Throughout man’s evolution, we have needed to plan and calculate to live. Outsmarting saber tooth tigers, tracking the path of the buffalo for food, plotting safe travel routes and planning for weather to grow crops are just a few life threatening circumstances humans have had to navigate in order to survive.
In the United States and many other countries our lives are very different, now. Although we have stressful things we deal with, its rarely based on survival. Being late for work or having money challenges is usually not life threatening. We have grocery and clothing stores, transportation and safe travel routes set up for us. This is really good news for us, but that survival program is still running. It is running through the “what if” scenarios and focuses on fear and anxiety. Creating apprehension towards perceived events. In other words: worry.
These are stories we make up in our heads. There a lots of names out there for this phenomenon. Monkey mind, mental chatter and busy mind are just a few. You all know what I’m referring to, right?
GAD is supported by the false belief that we are at the whim of our mind, or we don’t have any control over where our thoughts go. Not true. If our brain is the computer, who is the programmer? YOU. Your higher Self, the emotional intelligent self, your intuitive self. The brain is ego and 3 dimensionally based – but you, the programmer, are bigger than the ego.
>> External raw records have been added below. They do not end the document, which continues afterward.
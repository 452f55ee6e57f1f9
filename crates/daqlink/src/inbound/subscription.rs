// SPDX-License-Identifier: Apache-2.0 OR MIT
// Copyright (c) 2025-2026 naskel.com

//! Transport listener thread feeding a [`BoundedInboundQueue`].

use super::queue::{BoundedInboundQueue, UpdateHandler};
use crate::error::Result;
use crate::transport::{Destination, Transport};
use crate::worker::StopHandle;
use crossbeam::channel::{Receiver, RecvTimeoutError, TryRecvError};
use parking_lot::Mutex;
use std::sync::Arc;
use std::time::Duration;

/// Pulls messages from one destination and hands them to a queue.
///
/// The thread blocks inside `on_message` whenever the queue is full, so a
/// slow handler slows down consumption from the broker.
pub struct Subscription {
    destination: Destination,
    worker: Mutex<Option<StopHandle>>,
}

impl Subscription {
    /// Start listening on `destination`.
    pub fn spawn<H: UpdateHandler>(
        transport: Arc<dyn Transport>,
        destination: Destination,
        queue: Arc<BoundedInboundQueue<H>>,
        poll_interval: Duration,
    ) -> Result<Self> {
        let dest = destination.clone();
        let worker = StopHandle::spawn(format!("daqlink-sub-{}", destination), move |stop_rx| {
            listen(transport.as_ref(), &dest, &queue, poll_interval, &stop_rx)
        })?;
        tracing::info!("subscribed to {}", destination);

        Ok(Self {
            destination,
            worker: Mutex::new(Some(worker)),
        })
    }

    pub fn destination(&self) -> &Destination {
        &self.destination
    }

    /// Stop listening. Returns once the listener thread has exited.
    pub fn stop(&self) {
        if let Some(mut worker) = self.worker.lock().take() {
            worker.stop();
            tracing::info!("unsubscribed from {}", self.destination);
        }
    }
}

impl Drop for Subscription {
    fn drop(&mut self) {
        self.stop();
    }
}

fn listen<H: UpdateHandler>(
    transport: &dyn Transport,
    destination: &Destination,
    queue: &BoundedInboundQueue<H>,
    poll_interval: Duration,
    stop_rx: &Receiver<()>,
) {
    while let Err(TryRecvError::Empty) = stop_rx.try_recv() {
        match transport.receive(destination, poll_interval) {
            Ok(Some(raw)) => queue.on_message(&raw),
            Ok(None) => {}
            Err(e) => {
                tracing::warn!("receive on {} failed: {}", destination, e);
                // Back off, but wake immediately on stop.
                if !matches!(
                    stop_rx.recv_timeout(poll_interval),
                    Err(RecvTimeoutError::Timeout)
                ) {
                    break;
                }
            }
        }
    }
}

#[cfg(test)]
mod tests {
    use super::*;
    use crate::transport::MemoryBroker;
    use std::time::Instant;

    struct Collect(Mutex<Vec<String>>);

    impl UpdateHandler for Collect {
        type Update = String;

        fn decode(&self, raw: &[u8]) -> anyhow::Result<String> {
            Ok(String::from_utf8(raw.to_vec())?)
        }

        fn describe(&self, update: &String) -> String {
            update.clone()
        }

        fn notify(&self, update: String) -> anyhow::Result<()> {
            self.0.lock().push(update);
            Ok(())
        }
    }

    #[test]
    fn test_messages_flow_to_handler() {
        let broker = Arc::new(MemoryBroker::new());
        broker.connect().unwrap();
        let handler = Arc::new(Collect(Mutex::new(Vec::new())));
        let queue = Arc::new(
            BoundedInboundQueue::new("sub", handler.clone(), 8)
                .with_poll_interval(Duration::from_millis(10)),
        );
        queue.start().unwrap();
        let sub = Subscription::spawn(
            broker.clone(),
            "topic".into(),
            queue.clone(),
            Duration::from_millis(10),
        )
        .unwrap();

        broker.send(&"topic".into(), b"a", None).unwrap();
        broker.send(&"topic".into(), b"b", None).unwrap();

        let deadline = Instant::now() + Duration::from_secs(5);
        while handler.0.lock().len() < 2 && Instant::now() < deadline {
            std::thread::sleep(Duration::from_millis(5));
        }
        assert_eq!(*handler.0.lock(), vec!["a".to_string(), "b".to_string()]);

        sub.stop();
        queue.stop();
    }

    #[test]
    fn test_stop_while_disconnected() {
        let broker = Arc::new(MemoryBroker::new());
        let queue = Arc::new(BoundedInboundQueue::new(
            "down",
            Arc::new(Collect(Mutex::new(Vec::new()))),
            8,
        ));
        let sub = Subscription::spawn(broker, "topic".into(), queue, Duration::from_millis(10))
            .unwrap();
        std::thread::sleep(Duration::from_millis(30));
        sub.stop();
    }
}
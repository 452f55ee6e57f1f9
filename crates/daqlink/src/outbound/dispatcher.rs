// SPDX-License-Identifier: Apache-2.0 OR MIT
// Copyright (c) 2025-2026 naskel.com

//! Outbound dispatcher.
//!
//! Routes every source update to the right path:
//!
//! - `High` priority: distributed at once as a one-element batch.
//! - `Low` with guaranteed delivery: the guaranteed buffer.
//! - `Low` otherwise: the best-effort buffer.
//!
//! When a buffer flushes, expired updates are discarded and the rest is cut
//! into batches of at most `max_batch_size` values. Every batch goes to
//! every registered sender; a sender that fails loses that batch and the
//! others are unaffected.

use super::buffer::{BatchingBuffer, BufferConfig, BufferStats, FlushListener};
use crate::error::Result;
use crate::identity::SharedIdentity;
use crate::transport::{TransportError, UpdateSender};
use crate::update::{Priority, Quality, SourceUpdate, TagId, TimeToLive, UpdateBatch, Value};
use chrono::Utc;
use parking_lot::RwLock;
use std::panic::{catch_unwind, AssertUnwindSafe};
use std::sync::atomic::{AtomicU64, Ordering};
use std::sync::Arc;
use std::time::Duration;

/// TTL of commfault tag updates, in milliseconds.
pub const COMMFAULT_TTL_MS: i64 = 9_999_999;

/// Log target for every value leaving the process.
const VALUES_TARGET: &str = "daqlink::values";

/// Dispatcher settings.
#[derive(Debug, Clone)]
pub struct DispatcherConfig {
    /// Most values per outbound batch.
    pub max_batch_size: usize,
    pub best_effort: BufferConfig,
    pub guaranteed: BufferConfig,
    pub alive_tag_id: TagId,
    pub alive_interval: Duration,
}

impl Default for DispatcherConfig {
    fn default() -> Self {
        Self {
            max_batch_size: 100,
            best_effort: BufferConfig::default(),
            guaranteed: BufferConfig::default(),
            alive_tag_id: 0,
            alive_interval: Duration::from_secs(60),
        }
    }
}

/// Dispatcher counters.
#[derive(Debug, Default)]
pub struct DispatcherStats {
    pub values_accepted: AtomicU64,
    pub values_expired: AtomicU64,
    pub units_distributed: AtomicU64,
    pub send_failures: AtomicU64,
}

impl DispatcherStats {
    pub fn snapshot(&self) -> DispatcherStatsSnapshot {
        DispatcherStatsSnapshot {
            values_accepted: self.values_accepted.load(Ordering::Relaxed),
            values_expired: self.values_expired.load(Ordering::Relaxed),
            units_distributed: self.units_distributed.load(Ordering::Relaxed),
            send_failures: self.send_failures.load(Ordering::Relaxed),
        }
    }
}

/// Point-in-time copy of [`DispatcherStats`].
#[derive(Debug, Clone, Copy, Default, PartialEq, Eq)]
pub struct DispatcherStatsSnapshot {
    pub values_accepted: u64,
    pub values_expired: u64,
    pub units_distributed: u64,
    pub send_failures: u64,
}

/// State shared by the direct path and both buffer flush paths.
struct DispatchCore {
    senders: RwLock<Vec<Arc<dyn UpdateSender>>>,
    identity: SharedIdentity,
    max_batch_size: usize,
    stats: DispatcherStats,
}

impl DispatchCore {
    fn new_batch(&self) -> UpdateBatch {
        let identity = self.identity.load();
        UpdateBatch::new(identity.process_id, identity.identification_token)
    }

    /// Forward one unit to every sender. Never fails.
    fn distribute(&self, batch: &UpdateBatch) {
        let senders = self.senders.read().clone();
        if senders.is_empty() {
            tracing::debug!("no senders registered, {} values not sent", batch.len());
        }

        for sender in &senders {
            let result = catch_unwind(AssertUnwindSafe(|| sender.send(batch)));
            let (lost, failure) = match result {
                Ok(Ok(())) => continue,
                Ok(Err(e)) => (e.lost_values().unwrap_or(batch.len()), e.to_string()),
                Err(_) => (batch.len(), "sender panicked".to_string()),
            };
            self.stats.send_failures.fetch_add(1, Ordering::Relaxed);
            if sender.is_critical() {
                tracing::error!(
                    "[{}] failed to send {} of {} values, those updates will be lost: {}",
                    sender.name(),
                    lost,
                    batch.len(),
                    failure
                );
            } else {
                tracing::debug!(
                    "[{}] failed to send {} of {} values: {}",
                    sender.name(),
                    lost,
                    batch.len(),
                    failure
                );
            }
        }

        self.stats.units_distributed.fetch_add(1, Ordering::Relaxed);
        for update in &batch.values {
            tracing::trace!(target: VALUES_TARGET, "{}", update);
        }
    }

    /// Drop expired values and send the rest in bounded batches.
    fn handle_flush(&self, items: Vec<SourceUpdate>) {
        tracing::debug!("pulled {} values from buffer", items.len());
        let now = Utc::now();
        let mut batch = self.new_batch();

        for update in items {
            if update.is_expired(now) {
                self.stats.values_expired.fetch_add(1, Ordering::Relaxed);
                tracing::debug!(
                    "discarded value update for tag {}, TTL exceeded",
                    update.id()
                );
                continue;
            }
            batch.push(update);
            if batch.len() >= self.max_batch_size {
                let full = std::mem::replace(&mut batch, self.new_batch());
                self.distribute(&full);
            }
        }

        if !batch.is_empty() {
            self.distribute(&batch);
        }
    }
}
So, good news! You are not at the mercy of your mind, but it takes effort and vigilance to master the direction of your thoughts.
Here's a strategy.
Ask yourself, am I viewing this situation from fear or love? It’s our story and we choose the viewpoint. Actively choose love. In other words, positive/affirming outcomes not worst case scenarios. Both can be true, which one do you want to feed?
When you are in the story of fear and worst case scenario in your head, STOP the thought process for a minute and do a realistic check in. . . Am I in immediate danger? Is anybody hurt right now? Do I have a roof over my head tonite? Etc. Address the issue that is making you anxious. Most often the answers are that you are safe and good. That alone reduces the anxiety. I use this all the time when I feel anxious. Whether it was the fear of the unknown after my recent divorce, or my car breaking down on a busy freeway with two young children and no phone with us. The answers are always, “You are OK.”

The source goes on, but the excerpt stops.